- Task requirements
Each line that has the string "short" must be copied from the records below.

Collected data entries
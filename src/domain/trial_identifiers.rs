use crate::configuration::TrialSettings;
use secrecy::{ExposeSecret, Secret};
use uuid::Uuid;

/// Number of hex characters appended to the base account id.
pub const ACCOUNT_SUFFIX_LEN: usize = 3;

/// Identifiers fed into a single trial. Generated once per request and never reused.
#[derive(Debug)]
pub struct TrialIdentifiers {
    pub merchant_id: String,
    pub account_id: String,
    pub shared_secret: Secret<String>,
    pub refund_password: Secret<String>,
}

impl TrialIdentifiers {
    pub fn generate(settings: &TrialSettings) -> Self {
        Self {
            merchant_id: settings.merchant_id.clone(),
            account_id: generate_account_id(&settings.base_account_id),
            shared_secret: Secret::new(settings.shared_secret.expose_secret().clone()),
            refund_password: Secret::new(settings.refund_password.expose_secret().clone()),
        }
    }
}

/// `<base>_<suffix>` where the suffix is the head of a fresh v4 UUID in simple form.
pub fn generate_account_id(base_account_id: &str) -> String {
    let token = Uuid::new_v4().simple().to_string();
    format!("{}_{}", base_account_id, &token[..ACCOUNT_SUFFIX_LEN])
}
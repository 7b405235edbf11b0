//! The relay handler: one inbound call in, one outbound call, one reply out.

use axum::{
    http::{HeaderMap, Method, StatusCode},
    response::{IntoResponse, Response},
    Json,
};
use serde_json::Value;

use crate::error::RelayError;
use crate::relay::method::resolve_method;
use crate::relay::outbound::OutboundRequest;
use crate::relay::params::{RelayParams, RelayRequest};
use crate::relay::policy::RelayPolicy;
use crate::relay::upstream::{UpstreamClient, UpstreamResponse};

/// Successful relay result.
#[derive(Debug, Clone, PartialEq)]
pub struct RelayReply {
    pub status: StatusCode,
    pub body: Value,
}

impl RelayReply {
    pub fn from_upstream(upstream: UpstreamResponse, passthrough_status: bool) -> Self {
        let status = if passthrough_status {
            upstream.status
        } else {
            StatusCode::OK
        };

        Self {
            status,
            body: upstream.payload,
        }
    }
}

impl IntoResponse for RelayReply {
    fn into_response(self) -> Response {
        (self.status, Json(self.body)).into_response()
    }
}

/// Shared, read-only relay state.
#[derive(Debug, Clone)]
pub struct Relay {
    policy: RelayPolicy,
    upstream: UpstreamClient,
}

impl Relay {
    pub fn new(policy: RelayPolicy, upstream: UpstreamClient) -> Self {
        Self { policy, upstream }
    }

    /// Validate the call and build the outbound request without sending it.
    pub fn prepare(
        &self,
        method: &Method,
        headers: &HeaderMap,
        body: &[u8],
    ) -> Result<OutboundRequest, RelayError> {
        self.policy.access.authorize(headers)?;

        let request = RelayRequest::from_slice(body)?;
        let params = RelayParams::validate(request, self.policy.require_token)?;

        let method = resolve_method(params.method.as_deref(), method, &self.policy.method_fallback)?;
        OutboundRequest::build(&params, method, &self.policy.credential)
    }

    pub async fn relay(
        &self,
        method: &Method,
        headers: &HeaderMap,
        body: &[u8],
    ) -> Result<RelayReply, RelayError> {
        let outbound = self.prepare(method, headers, body)?;

        tracing::info!(
            method = %outbound.method,
            url = %outbound.url,
            "Dispatching upstream request"
        );

        let upstream = self.upstream.send(outbound).await?;

        tracing::debug!(
            status = upstream.status.as_u16(),
            content_type = upstream.content_type.as_deref().unwrap_or("-"),
            "Upstream responded"
        );

        Ok(RelayReply::from_upstream(upstream, self.policy.passthrough_status))
    }
}
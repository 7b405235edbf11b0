//! Outbound HTTP client.
//!
//! One `reqwest::Client` is built at startup and shared by every call. Each
//! call is bounded by `upstream.timeout_secs`; dropping the returned future
//! (inbound connection closed) abandons the call.

use std::time::Duration;

use reqwest::header::CONTENT_TYPE;
use reqwest::{Client, StatusCode};
use serde_json::Value;

use crate::config::UpstreamConfig;
use crate::error::RelayError;
use crate::relay::decode::DecodeStrategy;
use crate::relay::outbound::OutboundRequest;

/// Decoded answer from the target system.
#[derive(Debug, Clone, PartialEq)]
pub struct UpstreamResponse {
    pub status: StatusCode,
    pub content_type: Option<String>,
    pub payload: Value,
}

#[derive(Debug, Clone)]
pub struct UpstreamClient {
    client: Client,
}

impl UpstreamClient {
    pub fn new(config: &UpstreamConfig) -> Result<Self, reqwest::Error> {
        let mut builder = Client::builder()
            .timeout(Duration::from_secs(config.timeout_secs))
            .connect_timeout(Duration::from_secs(config.connect_timeout_secs))
            .user_agent(concat!(env!("CARGO_PKG_NAME"), "/", env!("CARGO_PKG_VERSION")));

        if !config.use_system_proxy {
            builder = builder.no_proxy();
        }

        Ok(Self {
            client: builder.build()?,
        })
    }

    pub async fn send(&self, outbound: OutboundRequest) -> Result<UpstreamResponse, RelayError> {
        let mut request = self
            .client
            .request(outbound.method, outbound.url)
            .headers(outbound.headers);
        if let Some(body) = outbound.body {
            request = request.body(body);
        }

        let response = request.send().await.map_err(RelayError::from_reqwest)?;

        let status = response.status();
        let content_type = response
            .headers()
            .get(CONTENT_TYPE)
            .and_then(|v| v.to_str().ok())
            .map(str::to_owned);

        let bytes = response.bytes().await.map_err(RelayError::from_reqwest)?;
        let payload = DecodeStrategy::for_content_type(content_type.as_deref()).decode(&bytes)?;

        Ok(UpstreamResponse {
            status,
            content_type,
            payload,
        })
    }
}
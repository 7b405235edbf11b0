//! HTTP protocol handling subsystem.
//!
//! # Data Flow
//! ```text
//! TCP connection
//!     → server.rs (Axum setup, middleware, relay handler)
//!     → request.rs (request ID)
//!     → relay pipeline
//!     → response.rs (liveness / health), RelayReply, RelayError
//!     → Send to client
//! ```

pub mod request;
pub mod response;
pub mod server;

pub use request::{UuidRequestId, X_REQUEST_ID};
pub use server::{AppState, HttpServer, ServerError};
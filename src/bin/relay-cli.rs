use clap::{Parser, Subcommand};
use reqwest::header::{HeaderMap, HeaderValue};
use serde_json::{json, Map, Value};

#[derive(Parser)]
#[command(name = "relay-cli")]
#[command(about = "Send calls through a running API relay", long_about = None)]
struct Cli {
    /// Base URL of the relay.
    #[arg(short, long, default_value = "http://localhost:8000")]
    relay: String,

    /// Relay access key (sent as x-api-key).
    #[arg(short, long, env = "RELAY_KEY")]
    key: Option<String>,

    #[command(subcommand)]
    command: Commands,
}

#[derive(Subcommand)]
enum Commands {
    /// Check that the relay is up
    Health,
    /// Forward one call to a target URL
    Send {
        /// Target URL
        url: String,

        /// Upstream credential
        #[arg(short, long, env = "RELAY_TOKEN")]
        token: String,

        /// Forwarding method (defaults to the relay's policy)
        #[arg(short, long)]
        method: Option<String>,

        /// JSON object to forward as the payload (query string for GET)
        #[arg(short, long)]
        body: Option<String>,
    },
}

#[tokio::main]
async fn main() -> Result<(), Box<dyn std::error::Error>> {
    let cli = Cli::parse();
    let client = reqwest::Client::new();
    let relay = cli.relay.trim_end_matches('/');

    let mut headers = HeaderMap::new();
    if let Some(key) = &cli.key {
        headers.insert("x-api-key", HeaderValue::from_str(key)?);
    }

    match cli.command {
        Commands::Health => {
            let res = client.get(format!("{}/health", relay)).send().await?;
            print_response(res).await?;
        }
        Commands::Send {
            url,
            token,
            method,
            body,
        } => {
            let body: Option<Map<String, Value>> = body
                .map(|raw| serde_json::from_str(&raw))
                .transpose()
                .map_err(|e| format!("--body must be a JSON object: {}", e))?;

            let mut payload = json!({ "url": url, "token": token });
            if let Some(method) = method {
                payload["method"] = Value::String(method);
            }
            if let Some(body) = body {
                payload["body"] = Value::Object(body);
            }

            let res = client
                .post(format!("{}/relay", relay))
                .headers(headers)
                .json(&payload)
                .send()
                .await?;
            print_response(res).await?;
        }
    }

    Ok(())
}

async fn print_response(res: reqwest::Response) -> Result<(), Box<dyn std::error::Error>> {
    let status = res.status();
    let text = res.text().await?;

    if !status.is_success() {
        eprintln!("Relay returned status {}", status);
    }

    match serde_json::from_str::<Value>(&text) {
        Ok(json) => println!("{}", serde_json::to_string_pretty(&json)?),
        Err(_) => println!("{}", text),
    }
    Ok(())
}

- Task response
    #[arg(short, long, default_value = "http://localhost:8000")]
    #[arg(short, long, env = "RELAY_KEY")]
        #[arg(short, long, env = "RELAY_TOKEN")]
        #[arg(short, long)]
        #[arg(short, long)]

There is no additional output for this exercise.